Google’s robotic spinoff launches ride-hailing service
Google’s self-driving car spinoff is finally ready to try to profit from its nearly decade-old technology.
Waymo is introducing a small-scale autonomous-vehicle ride-hailing service in the Phoenix, Arizona area that, while piloted by software, will include a human behind the wheel just in case the robotic vehicles malfunction.
The service debuting Wednesday marks a significant milestone for Waymo, a company that began as a secretive project within Google in 2009.
Since then, its cars have robotically logged more 10 million miles on public roads in 25 cities in California, Arizona, Washington, Michigan and Georgia while getting into only a few accidents—mostly fender benders.
The company is initially operating the new service cautiously, underscoring the challenges still facing its autonomous vehicles as they navigate around vehicles with human drivers that don’t always follow the same rules as robots.
The service, dubbed Waymo One, at first will only be available to a couple hundred riders, all of whom had already been participating in a free pilot program that began in April 2017. It will be confined to a roughly 100-square-mile area in and around Phoenix, including the neighbouring cities of Chandler, Tempe, Mesa, and Gilbert.
Although Waymo has been driving passengers without any humans behind the wheel in its free pilot program, it decided to be less daring with the new commercial service.
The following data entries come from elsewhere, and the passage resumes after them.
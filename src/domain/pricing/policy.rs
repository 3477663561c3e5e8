//! Pricing policy: the configurable parts of the formula set.
//!
//! Two formula sets exist in production tariffs. One grosses up weight
//! charge, ad valorem, dispatch and toll by a tax divisor; the other does
//! not. Both are expressed through [`PricingPolicy`] instead of separate
//! code paths.

use rust_decimal::{Decimal, RoundingStrategy};
use serde::{Deserialize, Serialize};

use super::in_range;
use crate::domain::{DomainError, DomainResult};

/// Default ad valorem scale: the stored rate is in ten-thousandths
/// (35 = 0.35%).
pub const DEFAULT_AD_VALOREM_SCALE: u32 = 10_000;

/// Scale of the hazardous and TDE percentages (25 = 25%).
pub const PERCENT_SCALE: u32 = 100;

/// Optional tax gross-up applied to the freight components.
#[derive(Debug, Clone, Copy, PartialEq, Eq, Default)]
pub enum GrossUpPolicy {
    #[default]
    None,
    /// Divide the grossed components by this factor (0 < d <= 1).
    Divisor(Decimal),
}

impl GrossUpPolicy {
    /// Build a divisor policy, rejecting factors outside `(0, 1]`.
    pub fn divisor(divisor: Decimal) -> DomainResult<Self> {
        if divisor <= Decimal::ZERO || divisor > Decimal::ONE {
            return Err(DomainError::Validation(format!(
                "gross-up divisor must be in (0, 1], got {}",
                divisor
            )));
        }
        Ok(Self::Divisor(divisor))
    }

    pub fn apply(&self, amount: Decimal) -> DomainResult<Decimal> {
        match self {
            Self::None => Ok(amount),
            Self::Divisor(d) => in_range(amount.checked_div(*d)),
        }
    }
}

/// Midpoint rule used when converting cents to two-decimal major units.
#[derive(Debug, Clone, Copy, PartialEq, Eq, Default, Serialize, Deserialize)]
#[serde(rename_all = "snake_case")]
pub enum RoundingMode {
    /// 0.005 rounds away from zero
    #[default]
    HalfUp,
    /// 0.005 rounds to the even neighbour (banker's rounding)
    HalfEven,
}

impl RoundingMode {
    fn strategy(self) -> RoundingStrategy {
        match self {
            Self::HalfUp => RoundingStrategy::MidpointAwayFromZero,
            Self::HalfEven => RoundingStrategy::MidpointNearestEven,
        }
    }

    /// Convert an amount in cents (possibly fractional) to major units with
    /// two decimals.
    pub fn to_major(self, minor: Decimal) -> Decimal {
        (minor / Decimal::ONE_HUNDRED).round_dp_with_strategy(2, self.strategy())
    }
}

impl std::fmt::Display for RoundingMode {
    fn fmt(&self, f: &mut std::fmt::Formatter<'_>) -> std::fmt::Result {
        match self {
            Self::HalfUp => write!(f, "half_up"),
            Self::HalfEven => write!(f, "half_even"),
        }
    }
}

/// Formula settings shared by every quote computed by an engine.
#[derive(Debug, Clone, Copy, PartialEq, Eq)]
pub struct PricingPolicy {
    pub gross_up: GrossUpPolicy,
    /// Denominator of the stored ad valorem rate
    pub ad_valorem_scale: u32,
    pub rounding: RoundingMode,
}

impl PricingPolicy {
    pub fn new(
        gross_up: GrossUpPolicy,
        ad_valorem_scale: u32,
        rounding: RoundingMode,
    ) -> DomainResult<Self> {
        if ad_valorem_scale == 0 {
            return Err(DomainError::Validation(
                "ad valorem scale must be positive".to_string(),
            ));
        }
        Ok(Self {
            gross_up,
            ad_valorem_scale,
            rounding,
        })
    }
}

impl Default for PricingPolicy {
    fn default() -> Self {
        Self {
            gross_up: GrossUpPolicy::None,
            ad_valorem_scale: DEFAULT_AD_VALOREM_SCALE,
            rounding: RoundingMode::HalfUp,
        }
    }
}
“Self-driving technology is new to many, so we’re proceeding carefully with the comfort and convenience of our riders in mind,” Waymo CEO John Krafcik wrote in Wednesday blog post heralding the arrival of the new service.
The ride-hailing service is launching in the same area where a car using robotic technology from ride-hailing service Uber hit and killed a pedestrian crossing a darkened street in Tempe, Arizona seven months ago. That fatal collision attracted worldwide attention that cast a pall over the entire self-driving car industry as more people began to publicly question the safety of the vehicles.
The Uber robotic car had a human safety driver behind the wheel, but that wasn’t enough to prevent its lethal accident in March.
Waymo eventually plans to open its new ride-hailing app to all comers in the Phoenix area, although it won’t say when. It also wants to expand its service to other cities, but isn’t saying where.
General Motors also is gearing up to begin offering a ride-hailing service through its Cruise subsidiary under the management of a new CEO, Dan Ammann, who has been the Detroit automaker’s No. 2 executive.
Cruise plans to start its ride-hailing service at some point next year in at least one U.S. city. Another self-driving car company, Drive.ai, has been giving short-distance rides to all comers within Frisco, Texas and Arlington, Texas since the summer.